Given the extensive social, behavioral, and economic changes and mitigation measures resulting from the COVID-19 pandemic, it is important to understand the positive and negative perceived consequences of these events among U.S. adults, and any differences across race-ethnicity, gender, and age. Thus, the purpose of this mixed-methods study was to capture the voices of a diverse, national sample of American Indian/Alaska Native, Asian, Black/African American, Native Hawaiian/Pacific Islander, Latino (English- and Spanish-speaking), White, and multiracial adults (≥ 18 years old) living in the U.S and perceived major positive and negative impacts of the pandemic.

Methods

Study population and survey development

For this study we used data from the COVID-19’s Unequal Racial Burden (CURB) online survey, which was administered by YouGov, a nonpartisan consumer research firm based in Palo Alto, CA, which uses a proprietary, opt-in survey panel comprised of over 1.8 million US residents to conduct nationally representative surveys. Panel members are recruited through a variety of methods to ensure diversity, and then were matched to a theoretical target sample. For this study, the target sample was drawn from the 2018 American Community Survey 1-year sample data, and included 1,000 Asian, 1,000 Black/African American, 1,000 Latino (including 500 Spanish-speaking), 1,000 White, 500 American Indian/Alaska Native, 500 Native Hawaiian/Pacific Islander, and 500 multiracial adults aged ≥ 18 years (n = 5,500 total). The survey was conducted in both English and Spanish (Latino participants only). The baseline CURB survey was first created in English, translated into Spanish by an American Translators Association certified translator, and then finalized by four bilingual/bicultural researchers via reconciliation and decentering methods. Questions added or modified in the follow-up survey were translated into Spanish by our bilingual/bicultural researchers.
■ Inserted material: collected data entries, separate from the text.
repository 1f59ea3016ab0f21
use actix_web::{http::header::ContentType, HttpResponse};

pub async fn health_check() -> HttpResponse {
    tracing::debug!("Health check endpoint called");
    HttpResponse::Ok()
        .content_type(ContentType::plaintext())
        .body("OK")
}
The baseline survey was completed between December 8, 2020, and February 17, 2021, and the 6-month follow-up survey between August 16, 2021, and September 9, 2021 (35.1% response rate), Supplemental Table 1. For this analysis, we included all participants who responded to both the baseline and 6-month follow-up survey (n = 1,931). The CURB survey development and sampling design details have been previously described [15].

The National Institutes of Health Office of Institutional Review Board Operations determined that this study does not qualify as human subjects research because data were de-identified (IRB# 000166).
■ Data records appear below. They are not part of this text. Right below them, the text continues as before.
use async_trait::async_trait;
use chrono::{DateTime, Utc};
use sqlx::PgPool;
use uuid::Uuid;

use crate::models::{Account, Chirp, RefreshTokenRecord};
use crate::storage::{Result, Storage};

/// Postgres-backed storage
///
/// Schema lives in `migrations/`. A partial unique index on
/// `refresh_tokens(user_id) WHERE revoked_at IS NULL` backs the one-live-token rule.
#[derive(Clone)]
pub struct PgStorage {
    pool: PgPool,
}

impl PgStorage {
    pub fn new(pool: PgPool) -> Self {
        Self { pool }
    }

    pub fn pool(&self) -> &PgPool {
        &self.pool
    }
}

#[async_trait]
impl Storage for PgStorage {
    async fn insert_account(&self, account: &Account) -> Result<()> {
        sqlx::query(
            r#"
            INSERT INTO users (id, created_at, updated_at, email, hashed_password, is_chirpy_red)
            VALUES ($1, $2, $3, $4, $5, $6)
            "#,
        )
        .bind(account.id)
        .bind(account.created_at)
        .bind(account.updated_at)
        .bind(&account.email)
        .bind(&account.hashed_password)
        .bind(account.is_chirpy_red)
        .execute(&self.pool)
        .await?;

        Ok(())
    }

    async fn find_account_by_email(&self, email: &str) -> Result<Option<Account>> {
        let account = sqlx::query_as::<_, Account>(
            r#"
            SELECT id, created_at, updated_at, email, hashed_password, is_chirpy_red
            FROM users
            WHERE email = $1
            "#,
        )
        .bind(email)
        .fetch_optional(&self.pool)
        .await?;

        Ok(account)
    }

    async fn find_account_by_id(&self, id: Uuid) -> Result<Option<Account>> {
        let account = sqlx::query_as::<_, Account>(
            r#"
            SELECT id, created_at, updated_at, email, hashed_password, is_chirpy_red
            FROM users
            WHERE id = $1
            "#,
        )
        .bind(id)
        .fetch_optional(&self.pool)
        .await?;

        Ok(account)
    }

    async fn update_account_credentials(
        &self,
        id: Uuid,
        email: &str,
        hashed_password: &str,
        updated_at: DateTime<Utc>,
    ) -> Result<Option<Account>> {
        let account = sqlx::query_as::<_, Account>(
            r#"
            UPDATE users
            SET email = $2, hashed_password = $3, updated_at = $4
            WHERE id = $1
            RETURNING id, created_at, updated_at, email, hashed_password, is_chirpy_red
            "#,
        )
        .bind(id)
        .bind(email)
        .bind(hashed_password)
        .bind(updated_at)
        .fetch_optional(&self.pool)
        .await?;

        Ok(account)
    }

    async fn delete_all_accounts(&self) -> Result<u64> {
        // chirps and refresh_tokens cascade
        let result = sqlx::query("DELETE FROM users")
            .execute(&self.pool)
            .await?;

        Ok(result.rows_affected())
    }

    async fn insert_refresh_token(&self, record: &RefreshTokenRecord) -> Result<u64> {
        let mut tx = self.pool.begin().await?;

        // Serialize concurrent rotations for the same account on its row lock
        sqlx::query("SELECT id FROM users WHERE id = $1 FOR UPDATE")
            .bind(record.user_id)
            .fetch_one(&mut tx)
            .await?;

        let revoked = sqlx::query(
            r#"
            UPDATE refresh_tokens
            SET revoked_at = $2, updated_at = $2
            WHERE user_id = $1 AND revoked_at IS NULL
            "#,
        )
        .bind(record.user_id)
        .bind(record.created_at)
        .execute(&mut tx)
        .await?
        .rows_affected();

        sqlx::query(
            r#"
            INSERT INTO refresh_tokens (token, user_id, created_at, updated_at, expires_at, revoked_at)
            VALUES ($1, $2, $3, $4, $5, NULL)
            "#,
        )
        .bind(&record.token)
        .bind(record.user_id)
        .bind(record.created_at)
        .bind(record.updated_at)
        .bind(record.expires_at)
        .execute(&mut tx)
        .await?;

        tx.commit().await?;

        Ok(revoked)
    }

    async fn find_non_revoked_refresh_token(
        &self,
        token: &str,
    ) -> Result<Option<RefreshTokenRecord>> {
        let record = sqlx::query_as::<_, RefreshTokenRecord>(
            r#"
            SELECT token, user_id, created_at, updated_at, expires_at, revoked_at
            FROM refresh_tokens
            WHERE token = $1 AND revoked_at IS NULL
            "#,
        )
        .bind(token)
        .fetch_optional(&self.pool)
        .await?;

        Ok(record)
    }

    async fn revoke_refresh_tokens_for_account(
        &self,
        user_id: Uuid,
        now: DateTime<Utc>,
    ) -> Result<u64> {
        let result = sqlx::query(
            r#"
            UPDATE refresh_tokens
            SET revoked_at = $2, updated_at = $2
            WHERE user_id = $1 AND revoked_at IS NULL
            "#,
        )
        .bind(user_id)
        .bind(now)
        .execute(&self.pool)
        .await?;

        Ok(result.rows_affected())
    }

    async fn insert_chirp(&self, chirp: &Chirp) -> Result<()> {
        sqlx::query(
            r#"
            INSERT INTO chirps (id, created_at, updated_at, body, user_id)
            VALUES ($1, $2, $3, $4, $5)
            "#,
        )
        .bind(chirp.id)
        .bind(chirp.created_at)
        .bind(chirp.updated_at)
        .bind(&chirp.body)
        .bind(chirp.user_id)
        .execute(&self.pool)
        .await?;

        Ok(())
    }

    async fn list_chirps(&self) -> Result<Vec<Chirp>> {
        let chirps = sqlx::query_as::<_, Chirp>(
            "SELECT id, created_at, updated_at, body, user_id FROM chirps ORDER BY created_at ASC",
        )
        .fetch_all(&self.pool)
        .await?;

        Ok(chirps)
    }

    async fn find_chirp(&self, id: Uuid) -> Result<Option<Chirp>> {
        let chirp = sqlx::query_as::<_, Chirp>(
            "SELECT id, created_at, updated_at, body, user_id FROM chirps WHERE id = $1",
        )
        .bind(id)
        .fetch_optional(&self.pool)
        .await?;

        Ok(chirp)
    }

    async fn delete_chirp(&self, id: Uuid) -> Result<bool> {
        let result = sqlx::query("DELETE FROM chirps WHERE id = $1")
            .bind(id)
            .execute(&self.pool)
            .await?;

        Ok(result.rows_affected() > 0)
    }
}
Identifying negative and positive aspects of the COVID-19 pandemic

As part of the 6-month follow-up survey, all participants were asked two open-ended questions: (1) What was the worst thing about the pandemic that you experienced? and (2) Was there anything positive in your life that resulted from the pandemic? Verbatim responses were coded independently using open and axial coding methods in two steps by two coders (SAP, AG) [16]. Responses from Spanish-speaking Latino participants were translated into English, reviewed, and reconciled by two bilingual-bicultural research team members (SAP, AMN) prior to coding. In the first step, coders categorized responses to both questions using open coding methods (breaking the data into discrete parts and creating codes to label them). Then, applying axial coding methods (i.e., codes were organized into categories/themes), the responses for each question were coded for salient themes, definitions of themes, and illustrative quotes. Consensus was reached through iterative meetings between the coders and the rest of the study team.
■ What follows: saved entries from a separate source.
/// Password Hashing and Verification
///
/// Handles password hashing with bcrypt. bcrypt only reads the first 72 bytes of its
/// input, so longer plaintexts are rejected instead of being silently truncated.

use bcrypt::{hash, verify};

use crate::error::{AppError, ValidationError};

/// Work factor for new hashes
pub const HASH_COST: u32 = 10;

/// Largest plaintext bcrypt consumes without truncation
pub const MAX_PASSWORD_BYTES: usize = 72;

/// Hash a password using bcrypt
///
/// # Errors
/// Returns error if:
/// - Password is longer than 72 bytes
/// - Bcrypt hashing fails
pub fn hash_password(password: &str) -> Result<String, AppError> {
    if password.len() > MAX_PASSWORD_BYTES {
        return Err(AppError::Validation(ValidationError::InputTooLong(
            MAX_PASSWORD_BYTES,
        )));
    }

    hash(password, HASH_COST)
        .map_err(|e| AppError::Internal(format!("Password hashing failed: {}", e)))
}

/// Verify a password against its hash
///
/// Returns `false` for a mismatch, a malformed or foreign hash, and for plaintexts
/// too long to have been hashed by `hash_password`. bcrypt's own comparison is
/// constant time.
pub fn verify_password(password: &str, hash: &str) -> bool {
    if password.len() > MAX_PASSWORD_BYTES {
        return false;
    }

    match verify(password, hash) {
        Ok(matches) => matches,
        Err(e) => {
            tracing::debug!(error = %e, "Stored credential hash could not be parsed");
            false
        }
    }
}
/// JWT Claims structure
///
/// Represents the payload of an access token: the account identity plus the
/// standard registered claims (RFC 7519).

use chrono::{DateTime, Duration, Utc};
use serde::{Deserialize, Serialize};
use uuid::Uuid;

use crate::error::AuthError;

/// Issuer tag stamped into every access token this service mints
pub const TOKEN_ISSUER: &str = "chirpy";

/// JWT Claims for access tokens
#[derive(Debug, Serialize, Deserialize, Clone, PartialEq, Eq)]
pub struct Claims {
    /// Subject (account ID as UUID string)
    pub sub: String,
    /// Expiration time (Unix timestamp)
    pub exp: i64,
    /// Issued at (Unix timestamp)
    pub iat: i64,
    /// Issuer
    pub iss: String,
}

impl Claims {
    /// Create claims for `user_id`, valid from `issued_at` for `lifetime`
    pub fn new(user_id: Uuid, issued_at: DateTime<Utc>, lifetime: Duration) -> Self {
        let iat = issued_at.timestamp();
        Self {
            sub: user_id.to_string(),
            exp: iat + lifetime.num_seconds(),
            iat,
            iss: TOKEN_ISSUER.to_string(),
        }
    }

    /// Extract user ID from claims
    ///
    /// # Errors
    /// Returns `Malformed` if the subject is not a valid UUID
    pub fn user_id(&self) -> Result<Uuid, AuthError> {
        Uuid::parse_str(&self.sub).map_err(|_| AuthError::Malformed)
    }

    /// A token stays valid up to and including its `exp` second
    pub fn is_expired_at(&self, now: DateTime<Utc>) -> bool {
        now.timestamp() > self.exp
    }
}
Participant sociodemographics

Race-ethnicity was captured by asking respondents “Which one of the following would you say best describes your race/ethnicity?” with response options of Latino/a/x or Hispanic, American Indian or Alaska Native, Asian, Black or African American, Pacific Islander, White, and multiracial. Latino participants were further stratified into English- and Spanish-speaking, depending on their survey language preference; 68.9% of Spanish-speaking Latino participants also self-reported limited English proficiency, compared to only 5.4% of English-speaking Latino participants. Gender was categorized as male, female, and transgender or nonbinary. Age was captured as a continuous variable and categorized as 18–34, 35–49, 50–64, and ≥ 65 years old.

Statistical analysis

Descriptive statistics and Chi-square tests were used to compare the prevalence of salient themes for the two open-ended questions across self-reported race-ethnicity, gender, and age. Due to the small number of participants that identified as transgender or non-binary (n = 26), comparisons across gender were restricted to comparing male and female participants only. All analyses were conducted using SAS version 9.4 (SAS Inc., Cary, NC). Due to the relatively low response rate of the follow-up survey, results were not weighted to generate nationally representative estimates.

Results

Worst aspects of the COVID-19 pandemic

Overall, 1,511 of 1,931 participants (78.2%) responded to “What was the worst thing about the pandemic that you experienced?” Respondent characteristics can be found in Supplemental Table 2.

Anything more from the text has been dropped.